Utu
Mot māori : la réciprocité qui rétablit l'équilibre des relations. Selon Hirini Moko Mead, voix de l'intérieur, Ngāti Awa, l'utu se laisse traduire comme compensation, vengeance ou réciprocité, mais sa fonction première est de répondre à une cause (take) pour atteindre un état de balance rendue (ea), et ainsi maintenir le lien de parenté, le whanaungatanga. Il y a de nombreux chemins par lesquels l'utu se met en pratique : don appelant contre-don, offense appelant réparation, parfois revanche guerrière. Chaque réponse est culturellement validée et doit être ajustée à l'événement qui l'a déclenchée — choisir le mauvais chemin serait inapproprié. L'utu n'est pas d'abord la violence : c'est le principe d'équivalence qui empêche les relations de rester déséquilibrées.
utu is a response to a take and that once the take is admitted the aim is to reach a state of ea, which might be translated as restoring balance and thereby maintaining whanaungatanga.

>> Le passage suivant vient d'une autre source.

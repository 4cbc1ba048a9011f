//! Contact records and their directory attributes.

use std::borrow::Cow;

use chrono::{DateTime, TimeZone};
use serde::{Deserialize, Serialize};

use crate::age::Age;
use crate::attributes::{AttributeField, AttributeSet, Attributed, attribute_values, first, single};
use crate::compare::Sortable;
use crate::date::PartialDate;
use crate::reconcile::{ChangeSet, reconcile};

/// A contact entry (provider-neutral)
#[derive(Debug, Clone, Default, PartialEq, Eq, Serialize, Deserialize)]
pub struct Contact {
    /// Distinguished name of the directory entry; empty until created
    pub id: String,
    pub name: String,
    pub first: String,
    pub last: String,
    pub suffix: String,
    pub birthday: PartialDate,
    pub email: Vec<String>,
    pub phone: Vec<String>,
    pub labels: Vec<String>,
    /// Common name (`cn`), the entry's immutable naming attribute
    pub common_name: String,
    pub street: Vec<String>,
    pub city: String,
    pub state: String,
    pub zip: String,
    pub country: String,
}

static CONTACT_FIELDS: &[AttributeField<Contact>] = &[
    AttributeField {
        key: "displayName",
        get: |c| single(&c.name),
        set: |c, v, _| c.name = first(v),
    },
    AttributeField {
        key: "givenName",
        get: |c| single(&c.first),
        set: |c, v, _| c.first = first(v),
    },
    AttributeField {
        key: "sn",
        get: |c| single(&c.last),
        set: |c, v, _| c.last = first(v),
    },
    AttributeField {
        key: "generationQualifier",
        get: |c| single(&c.suffix),
        set: |c, v, _| c.suffix = first(v),
    },
    AttributeField {
        key: "birthDate",
        get: |c| single(&c.birthday.long_date()),
        set: |c, v, parser| c.birthday = parser.parse(&first(v)),
    },
    AttributeField {
        key: "mail",
        get: |c| c.email.clone(),
        set: |c, v, _| c.email = v.to_vec(),
    },
    AttributeField {
        key: "telephoneNumber",
        get: |c| c.phone.clone(),
        set: |c, v, _| c.phone = v.to_vec(),
    },
    AttributeField {
        key: "label",
        get: |c| c.labels.clone(),
        set: |c, v, _| c.labels = v.to_vec(),
    },
    AttributeField {
        key: "cn",
        get: |c| single(&c.common_name),
        set: |c, v, _| c.common_name = first(v),
    },
    AttributeField {
        key: "street",
        get: |c| c.street.clone(),
        set: |c, v, _| c.street = v.to_vec(),
    },
    AttributeField {
        key: "l",
        get: |c| single(&c.city),
        set: |c, v, _| c.city = first(v),
    },
    AttributeField {
        key: "st",
        get: |c| single(&c.state),
        set: |c, v, _| c.state = first(v),
    },
    AttributeField {
        key: "postalCode",
        get: |c| single(&c.zip),
        set: |c, v, _| c.zip = first(v),
    },
    AttributeField {
        key: "countryCode",
        get: |c| single(&c.country),
        set: |c, v, _| c.country = first(v),
    },
];

impl Attributed for Contact {
    fn fields() -> &'static [AttributeField<Self>] {
        CONTACT_FIELDS
    }
}

impl Contact {
    /// Explicit display name, else common name, else "First Last".
    pub fn display_name(&self) -> Cow<'_, str> {
        if !self.name.is_empty() {
            return Cow::Borrowed(&self.name);
        }
        if !self.common_name.is_empty() {
            return Cow::Borrowed(&self.common_name);
        }
        Cow::Owned(format!("{} {}", self.first.trim(), self.last.trim()))
    }

    pub fn attribute_values(&self) -> AttributeSet {
        attribute_values(self)
    }

    /// Changes turning `self` into `updated`; `None` when nothing differs.
    pub fn changes(&self, updated: &Contact, immutable_key: &str) -> Option<ChangeSet> {
        reconcile(
            &self.attribute_values(),
            &updated.attribute_values(),
            immutable_key,
        )
    }

    /// Age as of `date`. Only birthdays with a year have one.
    pub fn age_on<Tz: TimeZone>(&self, date: &DateTime<Tz>) -> Option<Age> {
        if !self.birthday.has_year() {
            return None;
        }
        self.birthday.age_as_of(date)
    }

    pub fn birth_date(&self) -> String {
        self.birthday.short_date()
    }

    pub fn full_birth_date(&self) -> String {
        self.birthday.long_date()
    }

    pub fn birth_day_of_week(&self) -> String {
        self.birthday.weekday_name()
    }

    pub fn birth_month(&self) -> String {
        self.birthday.month_name()
    }

    pub fn birth_day_of_month(&self) -> Option<u32> {
        self.birthday.day()
    }

    pub fn birth_year(&self) -> Option<i32> {
        self.birthday.year()
    }
}

impl Sortable for Contact {
    fn last_name(&self) -> &str {
        &self.last
    }

    fn first_name(&self) -> &str {
        &self.first
    }

    fn display_name(&self) -> Cow<'_, str> {
        Contact::display_name(self)
    }

    fn date(&self) -> PartialDate {
        self.birthday
    }
}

L’utu, écrit Hirini Moko Mead — voix de l’intérieur, Ngāti Awa —, se laisse traduire de plusieurs façons : compensation, revanche, ou réciprocité. Les commentateurs l’ont noté à la guerre comme dans les échanges économiques ; on en parle comme du principe de réciprocité, ou d’équivalence. Mais ramené à son ressort, il appartient à un modèle en trois temps — cause, réponse, équilibre : « utu is a response to a take and that once the take is admitted the aim is to reach a state of ea, which might be translated as restoring balance and thereby maintaining whanaungatanga » — l’utu répond à une cause, le take, et une fois cette cause reconnue, vise un état d’ea, une balance rendue, et par là le maintien du lien de parenté.
Il y a de nombreux chemins par lesquels l’utu se met en œuvre, et chacun est culturellement validé, jugé selon qu’il convient ou non à l’événement qui l’a déclenché. Prendre le mauvais chemin serait déplacé. Don appelant contre-don, tort appelant réparation : ce qui compte, c’est que rien ne reste en déséquilibre, et que la relation puisse de nouveau atteindre le noa, l’état ordinaire retrouvé.
L’utu n’est donc pas la pure vengeance, ce solde de sang qu’on imagine de l’extérieur ; et ce n’est pas non plus l’échange marchand qui clôt un compte et libère de toute suite. C’est une réciprocité qui tient les relations ouvertes — chaque réponse en appelant une autre dans le temps —, et qui ne se referme que dans la balance recouvrée du lien.